Together, they’ll have to use their wits and knowledge to hunt the artifact through the dark and glittering heart of Paris. What they find might change the world, but only if they can stay alive.

Ever since I picked up Roshani Chokshi’s The Star-Touched Queen, I knew that Roshani Chokshi would be an auto-buy author for me. I love her writing—I would even go as far to say that I savoured every morsel of goodness that is her lovely prose—and there’s definitely something about her stories that just enchants me, endlessly. It is no surprise that The Gilded Wolves is one of my most-anticipated books of 2019 and I still can’t believe that I am lucky enough to receive an ARC of this magnificent tome.

She knew all the carefully cobbled pieces of him. He was deception steeped in elegance, from his sharp smile to his unsettling eyes. Séverin’s eyes were the precise colour of sleep—sable velvet with a violet sheen, promising either nightmare or dream.

Marketed as Tomb Raider meets Ocean’s Eleven, Roshani Chokshi’s new series is a far-cry from her previous two novels, The Star-Touched Queen and its companion novel, A Crown of Wishes. However, I was hugely impressed and instantly mesmerised by the allure and opulence of The Gilded Wolves the moment I read the first page.

The Gilded Wolves is everything I expected and more because there’s such magic embedded into the pages of the book and I believe that Roshani Chokshi very well poured her heart and soul into writing the story and creating a world of decadence and mystery. The setting is absolute perfection and I believe that Roshani Chokshi is born to write for the senses, from the atmospheric descriptions of Parisian building to the humorous banter between the characters, I was beyond fascinated by what The Gilded Wolves had in store for me.

Don’t capture their hearts. Steal their imagination. It’s far more useful.

I don’t wish to spoil The Gilded Wolves for you, but you should definitely psych yourself for a heart-stopping adventure—from treasure hunting to magic wielding—just know that you are in for a wonderful, thrilling surprise. In many ways, the characters in The Gilded Wolves reminded me of the much-beloved ones from Leigh Bardugo’s Six of Crows duology and fret not, both books are gems in their own way—if you loved Six of Crows, The Gilded Wolves should be mandatory reading for you, just saying. But really, you should. For reals.

The Gilded Wolves features an amazingly diverse and inclusive cast of characters, therefore it’s not just an action-adventure story that’s filled with mystery and intrigue, but I liked that it was character-driven as well.
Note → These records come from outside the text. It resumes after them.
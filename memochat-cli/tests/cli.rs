use std::io::Write;
use std::process::{Command, Output, Stdio};
use tempfile::TempDir;

/// The binary with an isolated config directory and no secrets in the env
fn memochat(dir: &TempDir) -> Command {
    let mut cmd = Command::new(env!("CARGO_BIN_EXE_memochat"));
    cmd.arg("--config-dir")
        .arg(dir.path())
        .current_dir(dir.path())
        .env("RUST_LOG", "warn")
        .env_remove("LOG_FORMAT");
    for key in [
        "LANGCHAIN_API_KEY",
        "langchain_api_key",
        "GROQ_API_KEY",
        "groq_api_key",
        "MEMOCHAT__SECRETS__LANGCHAIN_API_KEY",
        "MEMOCHAT__SECRETS__GROQ_API_KEY",
    ] {
        cmd.env_remove(key);
    }
    cmd
}

fn write_secrets(dir: &TempDir) {
    std::fs::write(
        dir.path().join("secrets.toml"),
        "langchain_api_key = \"lsv2-secret-value\"\ngroq_api_key = \"gsk-secret-value\"\n",
    )
    .unwrap();
}

fn stdout_of(output: &Output) -> String {
    String::from_utf8_lossy(&output.stdout).to_string()
}

fn stderr_of(output: &Output) -> String {
    String::from_utf8_lossy(&output.stderr).to_string()
}

#[test]
fn models_lists_ids_in_order_and_marks_default() {
    let dir = TempDir::new().unwrap();
    let output = memochat(&dir).arg("models").output().unwrap();

    assert!(output.status.success(), "stderr: {}", stderr_of(&output));
    let stdout = stdout_of(&output);
    let ids = [
        "gemma2-9b-it",
        "llama3-groq-70b-8192-tool-use-preview",
        "llama-3.1-8b-instant",
        "lama3-groq-8b-8192-tool-use-preview",
    ];
    let positions: Vec<usize> = ids
        .iter()
        .map(|id| stdout.find(&format!("  {}", id)).expect(id))
        .collect();
    assert!(positions.windows(2).all(|w| w[0] < w[1]));
    assert!(stdout
        .lines()
        .any(|line| line.contains("gemma2-9b-it") && line.contains("(default)")));
}

#[test]
fn ask_without_secrets_fails_naming_missing_keys() {
    let dir = TempDir::new().unwrap();
    let output = memochat(&dir)
        .args(["ask", "--message", "What is 2+2?"])
        .output()
        .unwrap();

    assert!(!output.status.success());
    let stderr = stderr_of(&output);
    assert!(stderr.contains("langchain_api_key"), "stderr: {}", stderr);
    assert!(stderr.contains("groq_api_key"), "stderr: {}", stderr);
}

#[test]
fn serve_without_secrets_refuses_to_start() {
    let dir = TempDir::new().unwrap();
    let output = memochat(&dir)
        .args(["serve", "--host", "127.0.0.1", "--port", "0"])
        .output()
        .unwrap();

    assert!(!output.status.success());
    let stderr = stderr_of(&output);
    assert!(stderr.contains("langchain_api_key"), "stderr: {}", stderr);
    assert!(stderr.contains("groq_api_key"), "stderr: {}", stderr);
    assert!(!stdout_of(&output).contains("Starting memochat"));
}

#[test]
fn ask_with_out_of_range_temperature_is_rejected_before_any_call() {
    let dir = TempDir::new().unwrap();
    write_secrets(&dir);
    let output = memochat(&dir)
        .args(["ask", "--message", "hi", "--temperature", "1.5"])
        .output()
        .unwrap();

    assert!(!output.status.success());
    assert!(stderr_of(&output).contains("temperature"));
}

#[test]
fn status_reports_secrets_without_values() {
    let dir = TempDir::new().unwrap();

    let output = memochat(&dir).arg("status").output().unwrap();
    assert!(output.status.success());
    let stdout = stdout_of(&output);
    assert!(stdout.contains("groq_api_key"));
    assert!(stdout.contains("not configured"));

    write_secrets(&dir);
    let output = memochat(&dir).arg("status").output().unwrap();
    assert!(output.status.success());
    let stdout = stdout_of(&output);
    assert!(stdout.contains("Ready."));
    assert!(!stdout.contains("gsk-secret-value"));
    assert!(!stdout.contains("lsv2-secret-value"));
}

#[test]
fn chat_rejects_empty_line_and_quits() {
    let dir = TempDir::new().unwrap();
    write_secrets(&dir);

    let mut child = memochat(&dir)
        .arg("chat")
        .stdin(Stdio::piped())
        .stdout(Stdio::piped())
        .stderr(Stdio::piped())
        .spawn()
        .unwrap();
    child
        .stdin
        .take()
        .unwrap()
        .write_all(b"\n\n/history\n/quit\n")
        .unwrap();
    let output = child.wait_with_output().unwrap();

    assert!(output.status.success(), "stderr: {}", stderr_of(&output));
    let stdout = stdout_of(&output);
    assert_eq!(stdout.matches("Please provide a question.").count(), 2);
    assert!(stdout.contains("Conversation History"));
    assert!(stdout.contains("(empty)"));
}
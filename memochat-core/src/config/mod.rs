//! Configuration management
//!
//! Handles loading and validation of memochat configuration from files
//! and environment variables.

pub mod loader;
pub mod schema;
pub mod validate;

pub use loader::ConfigLoader;
pub use schema::*;
pub use validate::{validate_config, validate_secrets, MAX_TOKENS_RANGE, TEMPERATURE_RANGE};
There’s Séverin who’s very much the leader of the pack and he’s the one who’s got the mysterious past and aloofness of Mr Darcy, but he’s very much a secret softie and I love him very much. There are two women of colour, Laila who is a fantastic baker and master of the art of dance and seduction, and Zofia, an inventor-slash-genius who is on the autism spectrum. So we have two women who are badasses in their own ways! Not to forget, a lovable cinnamon roll that is Enrique who is a queer Filipino scholar. The smol bean of the group, Tristan, who must be protected at all costs.

Kisses were not supposed to be like this. Kisses were to be witnessed by stars, not held in the presence of stale death. But as the bones rose up around them, Laila saw fractals of white. Pale constellations of bone. And she thought that, perhaps, for a kiss like this, even hell would put forth its stars.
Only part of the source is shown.